------ DATA FOR THIS EXERCISE

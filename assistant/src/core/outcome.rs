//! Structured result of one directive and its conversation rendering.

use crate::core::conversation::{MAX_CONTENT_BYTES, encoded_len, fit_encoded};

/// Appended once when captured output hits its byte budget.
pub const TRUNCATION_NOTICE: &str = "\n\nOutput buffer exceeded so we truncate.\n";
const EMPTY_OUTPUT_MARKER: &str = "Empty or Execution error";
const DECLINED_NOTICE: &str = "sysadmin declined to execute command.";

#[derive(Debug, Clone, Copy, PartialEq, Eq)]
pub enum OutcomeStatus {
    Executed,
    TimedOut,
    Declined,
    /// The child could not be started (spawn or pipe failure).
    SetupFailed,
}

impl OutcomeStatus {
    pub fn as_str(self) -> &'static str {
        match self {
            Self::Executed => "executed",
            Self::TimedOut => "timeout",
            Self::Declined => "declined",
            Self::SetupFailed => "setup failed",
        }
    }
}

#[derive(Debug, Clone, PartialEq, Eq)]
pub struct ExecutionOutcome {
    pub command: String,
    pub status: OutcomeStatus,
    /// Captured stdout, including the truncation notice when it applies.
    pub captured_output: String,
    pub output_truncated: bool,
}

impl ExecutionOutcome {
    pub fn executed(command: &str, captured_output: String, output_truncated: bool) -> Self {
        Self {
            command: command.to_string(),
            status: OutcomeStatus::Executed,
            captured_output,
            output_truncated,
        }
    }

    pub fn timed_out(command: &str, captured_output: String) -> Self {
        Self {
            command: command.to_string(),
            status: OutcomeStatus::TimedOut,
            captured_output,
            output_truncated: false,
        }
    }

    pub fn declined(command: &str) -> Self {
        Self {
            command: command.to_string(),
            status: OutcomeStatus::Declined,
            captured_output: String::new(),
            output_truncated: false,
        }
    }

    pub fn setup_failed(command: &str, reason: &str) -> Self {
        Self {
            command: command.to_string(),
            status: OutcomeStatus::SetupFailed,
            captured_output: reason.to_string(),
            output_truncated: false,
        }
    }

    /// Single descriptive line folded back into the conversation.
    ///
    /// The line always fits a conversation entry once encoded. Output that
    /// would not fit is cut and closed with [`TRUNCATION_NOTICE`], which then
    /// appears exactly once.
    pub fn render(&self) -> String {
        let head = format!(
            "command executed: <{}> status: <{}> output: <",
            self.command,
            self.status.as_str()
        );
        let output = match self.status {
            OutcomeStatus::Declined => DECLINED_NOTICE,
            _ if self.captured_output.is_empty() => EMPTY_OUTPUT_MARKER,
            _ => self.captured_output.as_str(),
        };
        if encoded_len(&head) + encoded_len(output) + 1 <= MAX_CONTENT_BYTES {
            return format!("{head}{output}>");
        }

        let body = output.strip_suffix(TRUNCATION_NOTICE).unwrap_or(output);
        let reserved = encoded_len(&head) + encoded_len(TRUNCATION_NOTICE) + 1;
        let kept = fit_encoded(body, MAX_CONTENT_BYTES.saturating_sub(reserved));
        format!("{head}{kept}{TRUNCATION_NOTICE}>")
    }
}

------------
------ DATA FOR THIS EXERCISE

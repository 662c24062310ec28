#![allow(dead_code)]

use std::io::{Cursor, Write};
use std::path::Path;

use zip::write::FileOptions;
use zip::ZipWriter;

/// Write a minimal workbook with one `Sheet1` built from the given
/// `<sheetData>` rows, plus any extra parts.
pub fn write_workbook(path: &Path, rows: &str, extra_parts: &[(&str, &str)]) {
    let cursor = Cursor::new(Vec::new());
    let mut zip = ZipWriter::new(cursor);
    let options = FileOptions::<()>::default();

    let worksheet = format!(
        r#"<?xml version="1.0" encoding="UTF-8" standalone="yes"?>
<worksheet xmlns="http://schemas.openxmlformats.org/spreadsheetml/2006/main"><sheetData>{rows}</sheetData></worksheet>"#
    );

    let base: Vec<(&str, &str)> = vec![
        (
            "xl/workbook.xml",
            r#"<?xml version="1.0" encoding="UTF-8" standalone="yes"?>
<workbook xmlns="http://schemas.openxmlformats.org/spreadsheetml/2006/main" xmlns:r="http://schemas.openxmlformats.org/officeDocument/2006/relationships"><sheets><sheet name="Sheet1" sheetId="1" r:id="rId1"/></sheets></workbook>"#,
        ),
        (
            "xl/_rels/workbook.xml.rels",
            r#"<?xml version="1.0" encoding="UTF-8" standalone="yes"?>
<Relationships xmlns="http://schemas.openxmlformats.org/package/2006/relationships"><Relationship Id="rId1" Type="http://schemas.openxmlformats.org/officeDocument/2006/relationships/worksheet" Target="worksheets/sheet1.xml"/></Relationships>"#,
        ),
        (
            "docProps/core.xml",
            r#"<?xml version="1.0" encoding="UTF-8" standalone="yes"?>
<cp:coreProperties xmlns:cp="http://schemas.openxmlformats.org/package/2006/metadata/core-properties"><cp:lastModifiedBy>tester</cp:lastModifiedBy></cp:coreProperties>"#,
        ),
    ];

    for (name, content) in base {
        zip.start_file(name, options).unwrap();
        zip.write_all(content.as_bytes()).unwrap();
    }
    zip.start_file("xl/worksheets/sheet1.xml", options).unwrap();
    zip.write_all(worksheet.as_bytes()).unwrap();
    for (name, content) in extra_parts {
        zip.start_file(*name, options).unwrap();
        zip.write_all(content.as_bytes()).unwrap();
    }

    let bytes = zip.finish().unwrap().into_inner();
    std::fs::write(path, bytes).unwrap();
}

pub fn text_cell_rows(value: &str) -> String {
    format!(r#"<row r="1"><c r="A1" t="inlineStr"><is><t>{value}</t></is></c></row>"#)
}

------------
------ DATA FOR THIS EXERCISE

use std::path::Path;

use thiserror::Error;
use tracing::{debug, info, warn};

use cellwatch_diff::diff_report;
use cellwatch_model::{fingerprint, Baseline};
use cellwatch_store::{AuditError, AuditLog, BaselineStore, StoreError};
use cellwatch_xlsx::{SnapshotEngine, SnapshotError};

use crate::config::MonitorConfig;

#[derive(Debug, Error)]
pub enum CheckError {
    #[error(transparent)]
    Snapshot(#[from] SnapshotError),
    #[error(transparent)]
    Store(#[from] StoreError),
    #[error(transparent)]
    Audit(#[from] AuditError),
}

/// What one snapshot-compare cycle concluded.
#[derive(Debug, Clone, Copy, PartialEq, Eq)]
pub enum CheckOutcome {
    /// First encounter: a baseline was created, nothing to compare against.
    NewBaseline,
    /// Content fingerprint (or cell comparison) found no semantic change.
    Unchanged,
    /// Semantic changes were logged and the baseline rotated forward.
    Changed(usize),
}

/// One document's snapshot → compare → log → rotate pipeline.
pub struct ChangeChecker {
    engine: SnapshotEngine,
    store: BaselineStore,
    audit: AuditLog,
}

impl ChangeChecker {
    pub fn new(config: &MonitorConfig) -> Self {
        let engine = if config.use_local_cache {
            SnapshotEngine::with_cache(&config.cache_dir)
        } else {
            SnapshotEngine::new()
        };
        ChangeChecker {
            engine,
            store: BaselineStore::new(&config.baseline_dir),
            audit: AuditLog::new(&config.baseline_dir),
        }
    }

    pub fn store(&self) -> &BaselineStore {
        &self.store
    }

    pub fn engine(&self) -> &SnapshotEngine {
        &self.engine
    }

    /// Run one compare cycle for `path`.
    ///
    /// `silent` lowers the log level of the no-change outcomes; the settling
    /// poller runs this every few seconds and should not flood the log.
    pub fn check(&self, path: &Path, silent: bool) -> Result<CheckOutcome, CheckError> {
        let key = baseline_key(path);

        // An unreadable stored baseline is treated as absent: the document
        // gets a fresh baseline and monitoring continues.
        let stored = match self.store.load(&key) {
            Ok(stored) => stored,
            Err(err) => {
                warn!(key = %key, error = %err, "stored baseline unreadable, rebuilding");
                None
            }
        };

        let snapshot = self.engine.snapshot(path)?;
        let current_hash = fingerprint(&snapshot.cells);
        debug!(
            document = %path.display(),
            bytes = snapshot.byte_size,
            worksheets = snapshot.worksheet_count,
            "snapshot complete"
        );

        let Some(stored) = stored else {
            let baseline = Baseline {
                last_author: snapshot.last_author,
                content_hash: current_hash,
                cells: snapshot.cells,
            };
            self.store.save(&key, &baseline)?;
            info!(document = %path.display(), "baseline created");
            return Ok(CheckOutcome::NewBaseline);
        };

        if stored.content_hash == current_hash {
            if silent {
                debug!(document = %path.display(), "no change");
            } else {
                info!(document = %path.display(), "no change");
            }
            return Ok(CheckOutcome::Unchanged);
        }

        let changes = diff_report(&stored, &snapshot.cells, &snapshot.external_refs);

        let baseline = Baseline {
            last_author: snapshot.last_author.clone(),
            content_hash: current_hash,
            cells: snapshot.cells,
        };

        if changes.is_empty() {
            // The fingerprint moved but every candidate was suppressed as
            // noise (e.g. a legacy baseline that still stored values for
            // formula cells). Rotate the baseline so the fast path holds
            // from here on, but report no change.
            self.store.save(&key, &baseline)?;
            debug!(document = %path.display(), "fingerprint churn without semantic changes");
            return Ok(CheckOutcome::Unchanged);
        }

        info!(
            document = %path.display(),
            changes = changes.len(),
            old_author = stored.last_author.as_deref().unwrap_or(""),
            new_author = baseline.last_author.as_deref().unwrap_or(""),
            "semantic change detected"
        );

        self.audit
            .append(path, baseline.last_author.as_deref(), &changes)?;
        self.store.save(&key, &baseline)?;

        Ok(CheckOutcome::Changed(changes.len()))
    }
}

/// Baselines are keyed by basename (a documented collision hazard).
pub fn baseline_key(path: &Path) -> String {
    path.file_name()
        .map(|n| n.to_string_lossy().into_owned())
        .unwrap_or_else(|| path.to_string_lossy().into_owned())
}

------------

REQUIREMENT -
Scan the data above and copy every line with "created" in it.

WRITTEN SOLUTION -
    /// First encounter: a baseline was created, nothing to compare against.
            info!(document = %path.display(), "baseline created");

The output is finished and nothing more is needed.